Я уговорила его вернуться и пошла одна. Улицы пусты, на Вандомской площади стреляли,-- я перешла площадь с страшным волнением, исполненным восторга и чувства долга. Во всех переулках стояли часовые -- дальше меня не пустили, и я должна была идти домой.
Часов в пять Александр и отец вернулись; они хотели зайти за Анненковым и Тургеневым, Но их не пустили. Анненков и Тургенев три дня не выходили из своих квартир, и только посылали записки Александру, но записки их с трудом, и то не все, доходили.

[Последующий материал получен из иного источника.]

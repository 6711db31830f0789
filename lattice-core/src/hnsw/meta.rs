//! Metadata access: the entry point and insertion cursor on page 0.

use crate::error::StoreError;
use crate::header::{EntryPoint, META_PAGE, MetaPage, ROOT_PAGE};
use crate::hnsw::placer::Placement;
use crate::hnsw::tuple::{
    ELEMENT_KIND, ElementTuple, HEAP_REFS, INVALID_ROW_REF, TupleId, element_is_deleted, element_level, tuple_kind,
};
use crate::page::{PageId, PageKind, SlottedPage};
use crate::storage::PageStore;
use anyhow::{Context, Result, bail};
use std::collections::HashSet;
use tracing::{debug, info};

/// Reads the metadata record under a shared lock.
///
/// # Errors
///
/// Returns an error if page 0 does not hold a valid metadata record.
pub fn read_meta(store: &PageStore) -> Result<MetaPage> {
    let guard = store.lock_shared(META_PAGE)?;
    Ok(MetaPage::read_from(&guard)?)
}

/// Formats a new index: metadata page plus an empty root graph page.
///
/// A root page left zeroed by an interrupted earlier attempt is handed out
/// again by the allocator.
///
/// # Errors
///
/// Returns an error if allocation or the commit fails, or if the root page is
/// already formatted.
pub fn initialize(store: &PageStore, meta: &MetaPage) -> Result<()> {
    let mut scope = store.begin();
    let mh = scope.register(store.lock_exclusive(META_PAGE)?);
    let root = store.allocate_page()?;
    if root.page_id() != ROOT_PAGE {
        return Err(StoreError::Corrupted {
            page: ROOT_PAGE,
            reason: "root page is formatted but the metadata page is not".into(),
        }
        .into());
    }
    let rh = scope.register(root);

    SlottedPage::new(scope.page_mut(mh)).init(PageKind::Meta);
    meta.write_to(scope.page_mut(mh))?;
    SlottedPage::new(scope.page_mut(rh)).init(PageKind::Graph);

    scope.commit().context("Failed to write initial metadata")?;
    info!(dimensions = meta.dimensions, m = meta.m, "meta.initialize");
    Ok(())
}

/// What [`sync_after_insert`] changed.
#[derive(Debug, Clone, Copy, Default, PartialEq, Eq)]
pub struct SyncOutcome {
    /// Insertion cursor moved
    pub cursor_advanced: bool,
    /// Entry point replaced
    pub entry_point_updated: bool,
}

/// Advances the insertion cursor and entry point after a node was placed.
///
/// The cursor moves to the new node's neighbor page when that differs from
/// `cursor_at_start`, unless a reused slot pair sat behind a different page
/// than the first free pair seen. The entry point is replaced when the node's
/// level is above the one read at start; under the metadata lock it is only
/// written if the stored entry point is still lower.
///
/// # Errors
///
/// Returns an error if the metadata page cannot be read or committed.
pub fn sync_after_insert(
    store: &PageStore,
    placement: &Placement,
    level: u8,
    cursor_at_start: PageId,
    entry_at_start: Option<EntryPoint>,
) -> Result<SyncOutcome> {
    let new_page = placement.neighbors.page;
    let advance = new_page != cursor_at_start
        && (!placement.reused || placement.first_free_page == Some(new_page));
    let promote = entry_at_start.is_none_or(|ep| level > ep.level);

    if !advance && !promote {
        return Ok(SyncOutcome::default());
    }

    let mut scope = store.begin();
    let h = scope.register(store.lock_exclusive(META_PAGE)?);
    let mut meta = MetaPage::read_from(scope.page(h))?;
    let mut outcome = SyncOutcome::default();

    if advance {
        meta.insert_page = new_page;
        outcome.cursor_advanced = true;
    }

    if promote && meta.entry_point.is_none_or(|ep| level > ep.level) {
        meta.entry_point = Some(EntryPoint { element: placement.element, level });
        outcome.entry_point_updated = true;
    }

    if outcome == SyncOutcome::default() {
        scope.abort();
        return Ok(outcome);
    }

    meta.write_to(scope.page_mut(h))?;
    scope.commit()?;

    debug!(
        cursor = meta.insert_page,
        entry = %meta.entry_point.map_or(TupleId::INVALID, |ep| ep.element),
        "meta.sync"
    );
    Ok(outcome)
}

/// What [`delete_element`] changed in the metadata.
#[derive(Debug, Clone, Copy, Default, PartialEq, Eq)]
pub struct DeleteOutcome {
    /// Insertion cursor moved back to the element's page
    pub cursor_rewound: bool,
    /// The element was the entry point and has been replaced
    pub entry_point_replaced: bool,
}

/// Marks an element deleted and clears its row references.
///
/// Runs under the metadata page lock, in one staged update with the element's
/// page:
/// - if the element is the entry point, the live element with the highest
///   level becomes the entry point (none if the index has no other live
///   element), so a later insert reusing the slot pair never inherits it;
/// - if the element's page comes before the insertion cursor in the chain,
///   the cursor moves back to it, so the freed pair is found by the next walk.
///
/// Holding the metadata lock serializes deletes, so the replacement cannot be
/// deleted or reused before the commit.
///
/// # Errors
///
/// Returns an error if `tid` does not name an element tuple, the chain has a
/// cycle, or the commit fails.
pub fn delete_element(store: &PageStore, tid: TupleId) -> Result<DeleteOutcome> {
    if tid.page == META_PAGE {
        bail!("{tid} is on the metadata page, not an element tuple");
    }

    let mut scope = store.begin();
    let mh = scope.register(store.lock_exclusive(META_PAGE)?);
    let mut meta = MetaPage::read_from(scope.page(mh))?;

    let cursor = meta.insert_page;
    let replace = meta.entry_point.is_some_and(|ep| ep.element == tid);
    let mut successor: Option<EntryPoint> = None;
    let mut settled = false;
    let mut rewind = false;

    walk_chain(store, |page_id, page| {
        if !settled {
            if page_id == cursor {
                settled = true;
            } else if page_id == tid.page {
                rewind = true;
                settled = true;
            }
        }
        if replace {
            for slot in 0..page.slot_count() {
                let candidate = TupleId::new(page_id, slot);
                let Some(item) = page.item(slot) else { continue };
                if candidate == tid || tuple_kind(item) != Some(ELEMENT_KIND) || element_is_deleted(item) {
                    continue;
                }
                let Some(level) = element_level(item) else { continue };
                if successor.is_none_or(|ep| level > ep.level) {
                    successor = Some(EntryPoint { element: candidate, level });
                }
            }
        }
        replace || !settled
    })?;

    let eh = scope.register(store.lock_exclusive(tid.page)?);
    let mut element = {
        let page = SlottedPage::new(scope.page(eh));
        let item = page.item(tid.slot).ok_or(StoreError::MissingSlot { page: tid.page, slot: tid.slot })?;
        ElementTuple::from_bytes(item).map_err(|reason| StoreError::Corrupted { page: tid.page, reason: reason.into() })?
    };
    element.deleted = true;
    element.rows = [INVALID_ROW_REF; HEAP_REFS];
    SlottedPage::new(scope.page_mut(eh))
        .overwrite_item(tid.slot, &element.to_bytes())
        .map_err(|e| e.on_page(tid.page))?;

    let mut outcome = DeleteOutcome::default();
    if replace {
        meta.entry_point = successor;
        outcome.entry_point_replaced = true;
    }
    if rewind {
        meta.insert_page = tid.page;
        outcome.cursor_rewound = true;
    }
    if outcome != DeleteOutcome::default() {
        meta.write_to(scope.page_mut(mh))?;
    }
    scope.commit()?;

    debug!(
        element = %tid,
        cursor = meta.insert_page,
        entry = %meta.entry_point.map_or(TupleId::INVALID, |ep| ep.element),
        "meta.delete_element"
    );
    Ok(outcome)
}

/// Visits chain pages from the root under shared locks until `visit` returns
/// false or the chain ends.
fn walk_chain<F>(store: &PageStore, mut visit: F) -> Result<()>
where
    F: FnMut(PageId, &SlottedPage<&[u8]>) -> bool,
{
    let mut seen = HashSet::new();
    let mut current = Some(ROOT_PAGE);

    while let Some(page_id) = current {
        if !seen.insert(page_id) {
            return Err(StoreError::ChainCycle { page: page_id }.into());
        }
        let guard = store.lock_shared(page_id)?;
        let page = SlottedPage::new(&guard[..]);
        if !visit(page_id, &page) {
            break;
        }
        current = page.next_page();
    }

    Ok(())
}

#[cfg(test)]
mod tests {
    use super::*;
    use crate::hnsw::placer::place_element;
    use crate::hnsw::tuple::NeighborTuple;
    use crate::storage::StoreOptions;
    use tempfile::TempDir;

    fn new_store(dir: &TempDir) -> PageStore {
        let store = PageStore::open(dir.path().join("meta.lattice"), StoreOptions::default()).unwrap();
        initialize(&store, &MetaPage::new(4, 8)).unwrap();
        store
    }

    fn placed(element: TupleId, neighbors: TupleId) -> Placement {
        Placement { element, neighbors, reused: false, first_free_page: None, pages_allocated: 0 }
    }

    #[test]
    fn test_initialize_formats_meta_and_root() {
        let dir = TempDir::new().unwrap();
        let store = new_store(&dir);

        let meta = read_meta(&store).unwrap();
        assert_eq!(meta.insert_page, ROOT_PAGE);
        assert_eq!(meta.entry_point, None);

        let root = store.lock_shared(ROOT_PAGE).unwrap();
        assert_eq!(SlottedPage::new(&root[..]).kind(), Some(PageKind::Graph));
    }

    #[test]
    fn test_first_node_becomes_entry_point() {
        let dir = TempDir::new().unwrap();
        let store = new_store(&dir);
        let node = TupleId::new(1, 0);

        let outcome = sync_after_insert(&store, &placed(node, TupleId::new(1, 1)), 0, 1, None).unwrap();
        assert_eq!(outcome, SyncOutcome { cursor_advanced: false, entry_point_updated: true });
        assert_eq!(read_meta(&store).unwrap().entry_point, Some(EntryPoint { element: node, level: 0 }));
    }

    #[test]
    fn test_higher_stored_entry_point_is_kept() {
        let dir = TempDir::new().unwrap();
        let store = new_store(&dir);
        let high = TupleId::new(1, 0);
        sync_after_insert(&store, &placed(high, TupleId::new(1, 1)), 3, 1, None).unwrap();

        // A racing insert that read "no entry point" must not demote it
        let low = TupleId::new(1, 2);
        let outcome = sync_after_insert(&store, &placed(low, TupleId::new(1, 3)), 1, 1, None).unwrap();
        assert!(!outcome.entry_point_updated);
        assert_eq!(read_meta(&store).unwrap().entry_point.unwrap().element, high);
    }

    #[test]
    fn test_cursor_follows_new_neighbor_page() {
        let dir = TempDir::new().unwrap();
        let store = new_store(&dir);
        let entry = Some(EntryPoint { element: TupleId::new(1, 0), level: 5 });

        let outcome = sync_after_insert(&store, &placed(TupleId::new(1, 4), TupleId::new(2, 0)), 0, 1, entry).unwrap();
        assert!(outcome.cursor_advanced);
        assert_eq!(read_meta(&store).unwrap().insert_page, 2);
    }

    #[test]
    fn test_cursor_stays_for_reuse_behind_other_page() {
        let dir = TempDir::new().unwrap();
        let store = new_store(&dir);
        let entry = Some(EntryPoint { element: TupleId::new(1, 0), level: 5 });

        let mut placement = placed(TupleId::new(3, 0), TupleId::new(3, 1));
        placement.reused = true;
        placement.first_free_page = Some(2);

        let outcome = sync_after_insert(&store, &placement, 0, 1, entry).unwrap();
        assert_eq!(outcome, SyncOutcome::default());
        assert_eq!(read_meta(&store).unwrap().insert_page, 1);

        placement.first_free_page = Some(3);
        let outcome = sync_after_insert(&store, &placement, 0, 1, entry).unwrap();
        assert!(outcome.cursor_advanced);
    }

    fn place_node(store: &PageStore, level: u8) -> Placement {
        let meta = read_meta(store).unwrap();
        let mut element = ElementTuple::new(level, 1, &[0.5; 4]);
        let neighbors = NeighborTuple::empty(level, 8);
        let placement = place_element(store, &mut element, &neighbors, meta.insert_page).unwrap();
        sync_after_insert(store, &placement, level, meta.insert_page, meta.entry_point).unwrap();
        placement
    }

    #[test]
    fn test_deleting_entry_point_promotes_highest_live_element() {
        let dir = TempDir::new().unwrap();
        let store = new_store(&dir);
        let low = place_node(&store, 1);
        let mid = place_node(&store, 2);
        let top = place_node(&store, 4);
        assert_eq!(read_meta(&store).unwrap().entry_point.unwrap().element, top.element);

        let outcome = delete_element(&store, top.element).unwrap();
        assert!(outcome.entry_point_replaced);
        assert_eq!(read_meta(&store).unwrap().entry_point, Some(EntryPoint { element: mid.element, level: 2 }));

        delete_element(&store, mid.element).unwrap();
        assert_eq!(read_meta(&store).unwrap().entry_point, Some(EntryPoint { element: low.element, level: 1 }));

        delete_element(&store, low.element).unwrap();
        assert_eq!(read_meta(&store).unwrap().entry_point, None);
    }

    #[test]
    fn test_deleting_other_element_keeps_entry_point() {
        let dir = TempDir::new().unwrap();
        let store = new_store(&dir);
        let top = place_node(&store, 3);
        let other = place_node(&store, 0);

        let outcome = delete_element(&store, other.element).unwrap();
        assert_eq!(outcome, DeleteOutcome::default());
        assert_eq!(read_meta(&store).unwrap().entry_point, Some(EntryPoint { element: top.element, level: 3 }));

        let guard = store.lock_shared(other.element.page).unwrap();
        let page = SlottedPage::new(&guard[..]);
        let item = page.item(other.element.slot).unwrap();
        assert!(element_is_deleted(item));
    }

    #[test]
    fn test_delete_rejects_non_element() {
        let dir = TempDir::new().unwrap();
        let store = new_store(&dir);
        let node = place_node(&store, 0);

        assert!(delete_element(&store, TupleId::new(META_PAGE, 0)).is_err());
        assert!(delete_element(&store, node.neighbors).is_err());
        assert!(delete_element(&store, TupleId::new(ROOT_PAGE, 40)).is_err());
        assert_eq!(read_meta(&store).unwrap().entry_point.unwrap().element, node.element);
    }
}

Все были встревожены моим долгим отсутствием и хотели идти отыскивать меня, но вскоре я сама появилась, красная от волнения и палящего солнца. Все напали на меня, больше всех Натали. Она уложила меня в постель; уверяла, что у меня жар, села в ногах и читала мне долгую проповедь, как нехорошо быть эгоисткой и легкомысленной. Лицо ее выражало такой гнев, какого я у нее никогда не видала
Возвратясь из Италии, Александр наткнулся на 15 мая [324], потом осадное положение Парижа и июньские дни.
25 или 26 июня всю ночь слышалась канонада. К утру она умолкла, только по временам трещала ружейная перестрелка и раздавался барабан. Улицы были пусты, по обеим сторонам стояла муниципальная гвардия. На Place de la Concorcie был отряд мобили.
Александр и Анненков отправились к Мадлень. По пути их остановил кордон национальной гвардии, пошарили в карманах; спросили, куда идут, и пропустили. Следующий кордон, за Мадлень, отказал в пропуске. Они возвратились к первому, там тоже их остановили.
-- Да ведь вы видели, что мы тут шли?
-- Не пропускать! -- крикнул офицер.
-- Что вы шутите, что ли, с нами? -- сказал Александр.
-- То-то, господа, видите, что значит неосторожность. Зачем в такое время выходить со двора,-- умы раздражены, кровь льется. Можете отправиться домой, только не мимо кордона. Я вам дам проводника, он вас выведет в Елисейские Поля.
"Нехорошо было в Париже, нехорошо было и у нас,-- говорит об этом времени в своих записках Александр. -- Мы слишком много видели, слишком настрадались. Тишина и подавленность, наступившие после ужасов, дали назреть всему тяжелому, запавшему в душу" [325].
Спустя месяц, вечером 26 июня, послышались правильные залпы с небольшими расстановками и барабанным боем.
Это расстреливали...
-- Зачем не уехал и я,-- говорил впоследствии Александр,-- многое было бы спасено [326]
Примечания:
[324] 15 мая 1848 г. в Париже состоялась грандиозная народная демонстрация; поражение демонстрации расчистило путь буржуазной реакции к кровавой расправе с парижским пролетариатом в июньские дни.
[325] Неточная цитата из "Б и Д", часть V.
"Рассказа о семейной драме" ("Приметы") в части V "Б и Д".